Воздушная обстановка ухудшалась с каждым днем. К тому же в начале декабря 1944 года профессор Петерсен, глава комиссии по оружию дальнего действия, перенес инсульт. Вскоре, после того как он вышел из строя, меня пригласили на встречу с главой конструкторского отдела министерства вооружений. От имени Шпеера министр, полковник Гейст, спросил, не возьму ли я на себя руководство комиссией.
Всего год назад мне было объявлено, что для меня это невозможно, – как армейский офицер, я не могу получить министерские полномочия в связи с моей программой "А-4" и отдавать приказы организациям, входящим в министерство вооружений. А теперь, когда они просто не знали, что делать дальше, я буду для них таскать каштаны из огня. Едва только проблема стала неразрешимой, ее поручили мне. Я отклонил это предложение. В качестве причины я привел соображение, что я не au courant, то есть не в курсе дела и не претендую на руководство министерской комиссией, в которую входят первоклассные специалисты. Гейст попросил меня тщательно обдумать ситуацию и через несколько дней сообщить о своем решении.
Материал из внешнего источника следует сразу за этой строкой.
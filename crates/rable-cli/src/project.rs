//! `Rable.toml` project files.
//!
//! ```toml
//! page = "index.html"
//! mount = "#app"
//! data = "data.json"
//!
//! [components]
//! download-link = "components/download-link.html"
//! ```
//!
//! Relative paths resolve against the directory holding `Rable.toml`.

use std::fs;
use std::path::{Path, PathBuf};

use anyhow::{Context, Result, bail};
use indexmap::IndexMap;
use rable::TemplateLoader;
use serde::Deserialize;

pub const PROJECT_FILE: &str = "Rable.toml";

fn default_mount() -> String {
    "#app".to_string()
}

#[derive(Debug, Clone, Deserialize)]
pub struct ProjectConfig {
    /// Page markup to render.
    pub page: PathBuf,
    /// Selector of the element to mount.
    #[serde(default = "default_mount")]
    pub mount: String,
    /// JSON object seeding the root state.
    #[serde(default)]
    pub data: Option<PathBuf>,
    /// Component name -> template path.
    #[serde(default)]
    pub components: IndexMap<String, PathBuf>,
}

/// A parsed project and the directory its paths are relative to.
pub struct Project {
    pub root: PathBuf,
    pub config: ProjectConfig,
}

impl Project {
    /// Load `path`, either a `Rable.toml` or a directory containing one.
    pub fn load(path: &Path) -> Result<Self> {
        let file = if path.is_dir() {
            path.join(PROJECT_FILE)
        } else {
            path.to_path_buf()
        };
        let content = fs::read_to_string(&file)
            .with_context(|| format!("Failed to read {}", file.display()))?;
        let config: ProjectConfig = toml::from_str(&content)
            .with_context(|| format!("Failed to parse {}", file.display()))?;
        let root = file
            .parent()
            .map(Path::to_path_buf)
            .unwrap_or_default();
        log::debug!("loaded {} with {} component(s)", file.display(), config.components.len());
        Ok(Self { root, config })
    }

    pub fn resolve(&self, path: &Path) -> PathBuf {
        self.root.join(path)
    }

    pub fn page(&self) -> Result<String> {
        let path = self.resolve(&self.config.page);
        fs::read_to_string(&path).with_context(|| format!("Failed to read page {}", path.display()))
    }

    /// Initial root state; empty without a `data` file.
    pub fn data(&self) -> Result<serde_json::Map<String, serde_json::Value>> {
        let Some(data) = &self.config.data else {
            return Ok(serde_json::Map::new());
        };
        let path = self.resolve(data);
        let content = fs::read_to_string(&path)
            .with_context(|| format!("Failed to read data {}", path.display()))?;
        match serde_json::from_str::<serde_json::Value>(&content)
            .with_context(|| format!("Failed to parse data {}", path.display()))?
        {
            serde_json::Value::Object(map) => Ok(map),
            other => bail!(
                "Data file {} must hold a JSON object, found {}",
                path.display(),
                json_kind(&other)
            ),
        }
    }

    pub fn loader(&self) -> FsLoader {
        FsLoader {
            root: self.root.clone(),
        }
    }
}

fn json_kind(value: &serde_json::Value) -> &'static str {
    match value {
        serde_json::Value::Null => "null",
        serde_json::Value::Bool(_) => "a boolean",
        serde_json::Value::Number(_) => "a number",
        serde_json::Value::String(_) => "a string",
        serde_json::Value::Array(_) => "an array",
        serde_json::Value::Object(_) => "an object",
    }
}

/// Reads component templates from disk, relative to `root`.
pub struct FsLoader {
    pub root: PathBuf,
}

impl TemplateLoader for FsLoader {
    fn load(&self, path: &str) -> Result<String, Box<dyn std::error::Error + Send + Sync>> {
        Ok(fs::read_to_string(self.root.join(path))?)
    }
}

#[cfg(test)]
mod tests {
    use super::*;

    #[test]
    fn parses_config_with_defaults() {
        let config: ProjectConfig = toml::from_str(
            r#"
            page = "index.html"

            [components]
            download-link = "components/download-link.html"
            card = "card.html"
            "#,
        )
        .unwrap();
        assert_eq!(config.mount, "#app");
        assert_eq!(config.data, None);
        assert_eq!(
            config.components.keys().collect::<Vec<_>>(),
            vec!["download-link", "card"]
        );
    }

    #[test]
    fn page_is_required() {
        assert!(toml::from_str::<ProjectConfig>("mount = \"#root\"").is_err());
    }
}
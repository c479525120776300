//! Tolerant markup reader.
//!
//! Produces a light [`MarkupNode`] tree that [`crate::Document`] turns into
//! arena nodes. It understands what component templates and pages actually
//! contain: elements, attributes (including directive names such as `:for`,
//! `@click`, `$key`, `&origin`), text, comments, void elements and raw-text
//! elements. It does not implement the HTML5 insertion-mode algorithm.

/// Elements that never have children or an end tag.
pub const VOID_ELEMENTS: &[&str] = &[
    "area", "base", "br", "col", "embed", "hr", "img", "input", "link", "meta", "source", "track",
    "wbr",
];

/// Elements whose content is kept verbatim.
pub const RAW_TEXT_ELEMENTS: &[&str] = &["style", "script", "textarea", "data"];

#[derive(Debug, Clone, PartialEq)]
pub enum MarkupNode {
    Element {
        tag: String,
        attributes: Vec<(String, String)>,
        children: Vec<MarkupNode>,
    },
    Text(String),
}

pub fn is_void_element(tag: &str) -> bool {
    VOID_ELEMENTS.contains(&tag)
}

pub fn is_raw_text_element(tag: &str) -> bool {
    RAW_TEXT_ELEMENTS.contains(&tag)
}

/// Parse markup into a list of top-level nodes.
pub fn parse_markup(source: &str) -> Vec<MarkupNode> {
    let mut reader = Reader {
        source,
        position: 0,
    };
    let mut stack: Vec<OpenElement> = Vec::new();
    let mut roots = Vec::new();

    while let Some(item) = reader.next_item() {
        match item {
            Item::Text(text) => {
                if text.is_empty() {
                    continue;
                }
                push_node(&mut stack, &mut roots, MarkupNode::Text(decode_entities(&text)));
            }
            Item::StartTag {
                tag,
                attributes,
                self_closing,
            } => {
                if is_raw_text_element(&tag) && !self_closing {
                    let content = reader.raw_text_until_end_tag(&tag);
                    let children = if content.is_empty() {
                        Vec::new()
                    } else {
                        vec![MarkupNode::Text(content)]
                    };
                    push_node(
                        &mut stack,
                        &mut roots,
                        MarkupNode::Element {
                            tag,
                            attributes,
                            children,
                        },
                    );
                } else if self_closing || is_void_element(&tag) {
                    push_node(
                        &mut stack,
                        &mut roots,
                        MarkupNode::Element {
                            tag,
                            attributes,
                            children: Vec::new(),
                        },
                    );
                } else {
                    stack.push(OpenElement {
                        tag,
                        attributes,
                        children: Vec::new(),
                    });
                }
            }
            Item::EndTag(tag) => {
                let Some(index) = stack.iter().rposition(|open| open.tag == tag) else {
                    log::trace!("[markup] ignoring stray end tag </{tag}>");
                    continue;
                };
                while stack.len() > index {
                    close_top(&mut stack, &mut roots);
                }
            }
        }
    }

    while !stack.is_empty() {
        close_top(&mut stack, &mut roots);
    }
    roots
}

struct OpenElement {
    tag: String,
    attributes: Vec<(String, String)>,
    children: Vec<MarkupNode>,
}

fn push_node(stack: &mut [OpenElement], roots: &mut Vec<MarkupNode>, node: MarkupNode) {
    match stack.last_mut() {
        Some(parent) => parent.children.push(node),
        None => roots.push(node),
    }
}

fn close_top(stack: &mut Vec<OpenElement>, roots: &mut Vec<MarkupNode>) {
    if let Some(open) = stack.pop() {
        let node = MarkupNode::Element {
            tag: open.tag,
            attributes: open.attributes,
            children: open.children,
        };
        push_node(stack, roots, node);
    }
}

enum Item {
    Text(String),
    StartTag {
        tag: String,
        attributes: Vec<(String, String)>,
        self_closing: bool,
    },
    EndTag(String),
}

struct Reader<'a> {
    source: &'a str,
    position: usize,
}

impl<'a> Reader<'a> {
    fn rest(&self) -> &'a str {
        &self.source[self.position..]
    }

    fn next_item(&mut self) -> Option<Item> {
        loop {
            let rest = self.rest();
            if rest.is_empty() {
                return None;
            }
            if let Some(after) = rest.strip_prefix("<!--") {
                let skipped = after.find("-->").map_or(rest.len(), |end| 4 + end + 3);
                self.position += skipped;
                continue;
            }
            if rest.starts_with("<!") || rest.starts_with("<?") {
                let skipped = rest.find('>').map_or(rest.len(), |end| end + 1);
                self.position += skipped;
                continue;
            }
            if let Some(after) = rest.strip_prefix("</") {
                let end = after.find('>').unwrap_or(after.len());
                let tag = after[..end].trim().to_ascii_lowercase();
                self.position += 2 + (end + 1).min(after.len());
                return Some(Item::EndTag(tag));
            }
            if rest.starts_with('<')
                && rest[1..].chars().next().is_some_and(|c| c.is_ascii_alphabetic())
            {
                return Some(self.start_tag());
            }
            return Some(Item::Text(self.text()));
        }
    }

    fn text(&mut self) -> String {
        let rest = self.rest();
        let mut end = rest.len();
        for (index, _) in rest.match_indices('<').filter(|(index, _)| *index > 0) {
            let tail = &rest[index + 1..];
            if tail.starts_with('/')
                || tail.starts_with('!')
                || tail.starts_with('?')
                || tail.chars().next().is_some_and(|c| c.is_ascii_alphabetic())
            {
                end = index;
                break;
            }
        }
        self.position += end;
        rest[..end].to_string()
    }

    fn start_tag(&mut self) -> Item {
        // skip '<'
        self.position += 1;
        let tag = self.take_while(|c| !c.is_whitespace() && c != '/' && c != '>');
        let tag = tag.to_ascii_lowercase();
        let mut attributes = Vec::new();
        let mut self_closing = false;

        loop {
            self.skip_whitespace();
            let rest = self.rest();
            if rest.is_empty() {
                break;
            }
            if rest.starts_with("/>") {
                self.position += 2;
                self_closing = true;
                break;
            }
            if rest.starts_with('>') {
                self.position += 1;
                break;
            }
            if rest.starts_with('/') {
                self.position += 1;
                continue;
            }
            let name = self.take_while(|c| !c.is_whitespace() && c != '=' && c != '>' && c != '/');
            let name = if name.is_empty() {
                // Unexpected character, consume it so we always make progress.
                let character = self.rest().chars().next().map_or(1, char::len_utf8);
                self.position += character;
                continue;
            } else {
                name.to_ascii_lowercase()
            };
            self.skip_whitespace();
            let value = if self.rest().starts_with('=') {
                self.position += 1;
                self.skip_whitespace();
                self.attribute_value()
            } else {
                String::new()
            };
            if !attributes.iter().any(|(existing, _): &(String, String)| *existing == name) {
                attributes.push((name, value));
            }
        }

        Item::StartTag {
            tag,
            attributes,
            self_closing,
        }
    }

    fn attribute_value(&mut self) -> String {
        let rest = self.rest();
        let quote = rest.chars().next();
        match quote {
            Some(quote @ ('"' | '\'')) => {
                let body = &rest[1..];
                let end = body.find(quote).unwrap_or(body.len());
                self.position += 1 + (end + 1).min(body.len());
                decode_entities(&body[..end])
            }
            _ => decode_entities(&self.take_while(|c| !c.is_whitespace() && c != '>')),
        }
    }

    fn raw_text_until_end_tag(&mut self, tag: &str) -> String {
        let rest = self.rest();
        let lowered = rest.to_ascii_lowercase();
        let closing = format!("</{tag}");
        match lowered.find(&closing) {
            Some(end) => {
                let content = rest[..end].to_string();
                let after = &rest[end..];
                let close_len = after.find('>').map_or(after.len(), |index| index + 1);
                self.position += end + close_len;
                content
            }
            None => {
                self.position = self.source.len();
                rest.to_string()
            }
        }
    }

    fn take_while(&mut self, predicate: impl Fn(char) -> bool) -> String {
        let rest = self.rest();
        let end = rest
            .char_indices()
            .find(|(_, c)| !predicate(*c))
            .map_or(rest.len(), |(index, _)| index);
        self.position += end;
        rest[..end].to_string()
    }

    fn skip_whitespace(&mut self) {
        self.take_while(char::is_whitespace);
    }
}

/// Decode the handful of character references templates actually use.
pub fn decode_entities(text: &str) -> String {
    if !text.contains('&') {
        return text.to_string();
    }
    let mut output = String::with_capacity(text.len());
    let mut rest = text;
    while let Some(start) = rest.find('&') {
        output.push_str(&rest[..start]);
        let candidate = &rest[start..];
        let decoded = candidate.find(';').and_then(|end| {
            let name = &candidate[1..end];
            let character = match name {
                "amp" => Some('&'),
                "lt" => Some('<'),
                "gt" => Some('>'),
                "quot" => Some('"'),
                "apos" | "#39" => Some('\''),
                "nbsp" => Some('\u{a0}'),
                _ => {
                    if let Some(hex) = name.strip_prefix("#x").or_else(|| name.strip_prefix("#X")) {
                        u32::from_str_radix(hex, 16).ok().and_then(char::from_u32)
                    } else if let Some(decimal) = name.strip_prefix('#') {
                        decimal.parse::<u32>().ok().and_then(char::from_u32)
                    } else {
                        None
                    }
                }
            };
            character.map(|character| (character, end + 1))
        });
        match decoded {
            Some((character, consumed)) => {
                output.push(character);
                rest = &candidate[consumed..];
            }
            None => {
                output.push('&');
                rest = &candidate[1..];
            }
        }
    }
    output.push_str(rest);
    output
}

pub fn escape_text(text: &str) -> String {
    text.replace('&', "&amp;")
        .replace('<', "&lt;")
        .replace('>', "&gt;")
}

pub fn escape_attribute(value: &str) -> String {
    value.replace('&', "&amp;").replace('"', "&quot;")
}

#[cfg(test)]
mod tests {
    use super::*;

    fn element(node: &MarkupNode) -> (&str, &[(String, String)], &[MarkupNode]) {
        match node {
            MarkupNode::Element {
                tag,
                attributes,
                children,
            } => (tag, attributes, children),
            MarkupNode::Text(text) => panic!("Expected element, got text {text:?}"),
        }
    }

    #[test]
    fn parses_directive_attributes() {
        let nodes = parse_markup(r#"<li :for="item in items" @click="select(item)" $Key=x &bound></li>"#);
        assert_eq!(nodes.len(), 1);
        let (tag, attributes, children) = element(&nodes[0]);
        assert_eq!(tag, "li");
        assert!(children.is_empty());
        assert_eq!(
            attributes,
            &[
                (":for".to_string(), "item in items".to_string()),
                ("@click".to_string(), "select(item)".to_string()),
                ("$key".to_string(), "x".to_string()),
                ("&bound".to_string(), String::new()),
            ]
        );
    }

    #[test]
    fn keeps_raw_text_verbatim() {
        let nodes = parse_markup("<data>{\"a\": \"<b>\"}</data><style>.x > .y { color: red }</style>");
        let (_, _, children) = element(&nodes[0]);
        assert_eq!(children, &[MarkupNode::Text("{\"a\": \"<b>\"}".to_string())]);
        let (tag, _, children) = element(&nodes[1]);
        assert_eq!(tag, "style");
        assert_eq!(children, &[MarkupNode::Text(".x > .y { color: red }".to_string())]);
    }

    #[test]
    fn void_and_self_closing_elements_have_no_children() {
        let nodes = parse_markup("<p><input :value=name><br/>tail</p>");
        let (_, _, children) = element(&nodes[0]);
        assert_eq!(children.len(), 3);
        assert!(matches!(&children[2], MarkupNode::Text(text) if text == "tail"));
    }

    #[test]
    fn tolerates_stray_and_missing_end_tags() {
        let nodes = parse_markup("<div><span>a</div></em>b");
        assert_eq!(nodes.len(), 2);
        let (_, _, children) = element(&nodes[0]);
        let (tag, _, _) = element(&children[0]);
        assert_eq!(tag, "span");
    }

    #[test]
    fn decodes_entities() {
        assert_eq!(decode_entities("a &amp; b &lt;c&gt; &#65;&#x42; &unknown;"), "a & b <c> AB &unknown;");
    }
}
Я рассказал об этой идее фон Брауну. Похоже, он все знал о ней. У меня создалось впечатление, что его попросили убедить меня дать согласие. Но я не мог отделаться от серьезнейших сомнений. Я был неколебимо убежден, что война проиграна и окончательный крах – вопрос лишь нескольких месяцев. За столь короткое время ничего нельзя было добиться при помощи столь неуклюжего инструмента, как эта комиссия.
Фон Браун предложил, что комиссию надо оставить в покое и сформировать рабочую группу из нескольких инженеров и ученых, которые действительно занимаются исследованиями и конструированием. Я же могу использовать свой пост в министерстве вооружений, чтобы проталкивать то, что необходимо сделать. Такой подход заинтересовал меня. Я нуждался, чтобы вокруг меня были люди, говорящие на моем языке, люди, которые в самом деле работали, люди, которые, нуждаясь в помощи, обращались бы ко мне и могли получить ее в силу моего опыта и официального положения. Одним словом, для решения подобной проблемы я нуждался в инженерах – людях действия, а не чиновниках.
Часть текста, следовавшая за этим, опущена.